We remember that 88-yard touchdown run late in the fourth quarter by Lamical Perine that sealed the win over Auburn. It was a thing of beauty, just like that third quarter 75-yard touchdown run by Dameon Pierce that gave the Gators the momentum they needed to knock off South Carolina. We remember that perfectly thrown pass from Kyle Trask that Josh Hammond caught for a 34-yard touchdown that broke open a tight game on the road with Missouri in the third quarter.
Yes, we remember the spectacular runs and passes, but do we remember how Nick Buchanan got leverage on Auburn’s nose tackle and rode him down the line to create the crease for Perine? Do we remember how Brett Heggie and Stone Forsythe executed their blocks perfectly on the left side of the South Carolina defense to spring Pierce through a hole wide enough to drive a truck through? Do we remember how Richard Gouraige and Forsythe sealed off the left side so that Trask had all the time he needed to find Hammond wide open at the Missouri two?

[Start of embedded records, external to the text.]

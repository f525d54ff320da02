// III-IV
// Copyright 2023 Julio Merino
//
// Licensed under the Apache License, Version 2.0 (the "License"); you may not
// use this file except in compliance with the License.  You may obtain a copy
// of the License at:
//
//     http://www.apache.org/licenses/LICENSE-2.0
//
// Unless required by applicable law or agreed to in writing, software
// distributed under the License is distributed on an "AS IS" BASIS, WITHOUT
// WARRANTIES OR CONDITIONS OF ANY KIND, either express or implied.  See the
// License for the specific language governing permissions and limitations
// under the License.

//! Rudimentary framework to build small web services.
//!
//! Services built using this framework are structured around a few conventions:
//!
//! 1.  `result`: Every operation reports its status with an `Outcome`, which is either a constant
//!     declared by the application with a stable numeric code or a captured unexpected error.
//!     Operations that produce values return a `Resulted<T>` instead, which carries either the
//!     value or a non-valid `Outcome`.  Services declare their outcomes in catalogues and may
//!     register them in a `ResultBank` to look them up by code.
//!
//! 1.  `config`: Configuration comes from a YAML document read through dotted paths, with
//!     support for encrypted values.
//!
//! 1.  `convert`: Model types are decoded from JSON, YAML and XML into `Resulted` values so that
//!     decoding problems map to declared outcomes.
//!
//! 1.  `rest`: Every HTTP response is an `Envelope` that carries the outcome of the request next
//!     to its payload.  Unexpected errors are logged and hidden from clients.
//!
//! 1.  `socket`: Calls to other services go through a `SocketFactory` bound to the base URL of
//!     the remote service.
//!
//! 1.  `worker`: Periodic background tasks are controlled with outcome-returning operations.
//!
//! Database access lives in the `rms-sql` crate and the server bootstrap lives in the
//! `rms-service` crate.  This crate does not have any heavy dependencies except those that are
//! required for all services.

// Keep these in sync with other top-level files.
#![warn(anonymous_parameters, bad_style, clippy::missing_docs_in_private_items, missing_docs)]
#![warn(unused, unused_extern_crates, unused_import_braces, unused_qualifications)]
#![warn(unsafe_code)]

pub mod config;
pub mod convert;
pub mod rest;
pub mod result;
pub mod socket;
pub mod worker;
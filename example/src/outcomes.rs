// III-IV
// Copyright 2023 Julio Merino
//
// Licensed under the Apache License, Version 2.0 (the "License"); you may not
// use this file except in compliance with the License.  You may obtain a copy
// of the License at:
//
//     http://www.apache.org/licenses/LICENSE-2.0
//
// Unless required by applicable law or agreed to in writing, software
// distributed under the License is distributed on an "AS IS" BASIS, WITHOUT
// WARRANTIES OR CONDITIONS OF ANY KIND, either express or implied.  See the
// License for the specific language governing permissions and limitations
// under the License.

//! Outcomes declared by the key/value store.

use axum::http::StatusCode;
use rms_core::result::{Outcome, ResultBank};

/// The requested key does not exist.
pub(crate) const KEY_NOT_FOUND: Outcome =
    Outcome::declare(1000, "Key not found", StatusCode::NOT_FOUND);

/// The key was modified concurrently by another request.
pub(crate) const KEY_VERSION_CONFLICT: Outcome =
    Outcome::declare(1001, "Key was modified concurrently", StatusCode::CONFLICT);

/// All outcomes of this service.
pub(crate) const ALL: &[Outcome] = &[KEY_NOT_FOUND, KEY_VERSION_CONFLICT];

/// Builds the bank of every outcome this service can report.
pub(crate) fn bank() -> ResultBank {
    let mut bank = ResultBank::with_builtins();
    bank.load(ALL);
    bank
}

#[cfg(test)]
mod tests {
    use super::*;
    use rms_core::result::builtin;

    #[test]
    fn test_bank_has_app_and_builtin_outcomes() {
        let bank = bank();
        assert_eq!(Some(&KEY_NOT_FOUND), bank.lookup(1000));
        assert_eq!("Key was modified concurrently", bank.get(1001).message());
        assert_eq!(Some(&builtin::JSON_PARSE), bank.lookup(builtin::JSON_PARSE.code()));
    }
}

Of course we don’t remember all the times when the O-line got the job done, but everyone remembers when they make a mistake. The O-line can deliver 10 straight plays but let them give up a sack or fail to open a hole on third and short and everyone points a finger of blame and screams for the head of the offensive line coach. While we remember Perine’s run and Trask’s 64-yard TDP to Freddie Swain against Auburn, people still talk about how Trask was twice sacked and stripped of the football by Derrick Brown. We remember when the Gators couldn’t convert short yardage runs against Georgia because the O-line couldn’t create a crease. We remember the mixup on the O-line in Baton Rouge which forced Trask to throw off his back foot, the result of which was a game-sealing interception by Derek Stingley Jr.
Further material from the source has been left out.